__YOUR OBJECTIVE__
This exercise calls for a copy of every line in the listing below that carries the word "Movement".

__MATERIAL FOR THIS TASK__
________________________

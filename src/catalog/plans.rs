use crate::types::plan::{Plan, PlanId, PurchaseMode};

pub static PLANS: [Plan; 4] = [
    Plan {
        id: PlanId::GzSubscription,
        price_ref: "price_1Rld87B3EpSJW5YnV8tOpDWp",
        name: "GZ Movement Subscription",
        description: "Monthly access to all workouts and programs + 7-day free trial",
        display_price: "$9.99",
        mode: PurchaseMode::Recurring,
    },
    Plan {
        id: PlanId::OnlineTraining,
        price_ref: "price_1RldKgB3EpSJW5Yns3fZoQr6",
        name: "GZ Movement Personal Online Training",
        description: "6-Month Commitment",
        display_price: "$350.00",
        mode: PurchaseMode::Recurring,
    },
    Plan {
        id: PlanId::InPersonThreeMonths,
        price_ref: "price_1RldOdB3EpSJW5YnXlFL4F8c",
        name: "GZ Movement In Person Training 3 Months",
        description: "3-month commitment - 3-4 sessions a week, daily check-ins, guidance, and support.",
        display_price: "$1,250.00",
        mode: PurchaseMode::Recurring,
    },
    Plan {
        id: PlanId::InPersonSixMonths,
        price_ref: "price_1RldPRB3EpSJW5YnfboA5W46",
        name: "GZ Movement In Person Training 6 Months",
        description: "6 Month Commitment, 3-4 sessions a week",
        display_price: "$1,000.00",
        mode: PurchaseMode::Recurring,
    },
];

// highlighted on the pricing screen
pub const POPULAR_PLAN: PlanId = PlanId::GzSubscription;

________________________

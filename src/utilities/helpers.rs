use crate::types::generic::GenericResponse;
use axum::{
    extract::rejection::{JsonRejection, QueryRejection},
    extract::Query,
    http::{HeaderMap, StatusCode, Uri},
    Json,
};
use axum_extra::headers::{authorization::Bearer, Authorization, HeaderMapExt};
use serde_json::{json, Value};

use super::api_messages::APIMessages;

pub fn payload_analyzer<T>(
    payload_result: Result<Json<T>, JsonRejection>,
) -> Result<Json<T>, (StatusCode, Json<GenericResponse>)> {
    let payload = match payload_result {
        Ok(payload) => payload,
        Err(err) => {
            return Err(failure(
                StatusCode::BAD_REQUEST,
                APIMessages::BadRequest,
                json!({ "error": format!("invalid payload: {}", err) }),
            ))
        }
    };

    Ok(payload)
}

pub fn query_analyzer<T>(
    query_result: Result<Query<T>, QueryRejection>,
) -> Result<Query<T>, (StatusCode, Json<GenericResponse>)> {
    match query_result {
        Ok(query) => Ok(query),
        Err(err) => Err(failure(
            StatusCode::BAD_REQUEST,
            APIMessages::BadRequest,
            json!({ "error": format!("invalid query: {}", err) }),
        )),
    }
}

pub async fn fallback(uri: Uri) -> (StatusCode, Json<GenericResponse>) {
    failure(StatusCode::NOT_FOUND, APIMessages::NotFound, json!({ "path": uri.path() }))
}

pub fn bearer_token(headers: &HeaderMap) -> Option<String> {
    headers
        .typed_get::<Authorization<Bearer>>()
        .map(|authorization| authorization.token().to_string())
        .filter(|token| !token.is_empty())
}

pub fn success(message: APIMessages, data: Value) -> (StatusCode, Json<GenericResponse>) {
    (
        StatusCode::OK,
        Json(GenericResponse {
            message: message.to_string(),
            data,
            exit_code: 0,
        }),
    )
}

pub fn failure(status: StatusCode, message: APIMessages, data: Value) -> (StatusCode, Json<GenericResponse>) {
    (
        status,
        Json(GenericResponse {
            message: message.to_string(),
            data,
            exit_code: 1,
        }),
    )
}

________________________

__THE ANSWER__
        name: "GZ Movement Subscription",
        name: "GZ Movement Personal Online Training",
        name: "GZ Movement In Person Training 3 Months",
        name: "GZ Movement In Person Training 6 Months",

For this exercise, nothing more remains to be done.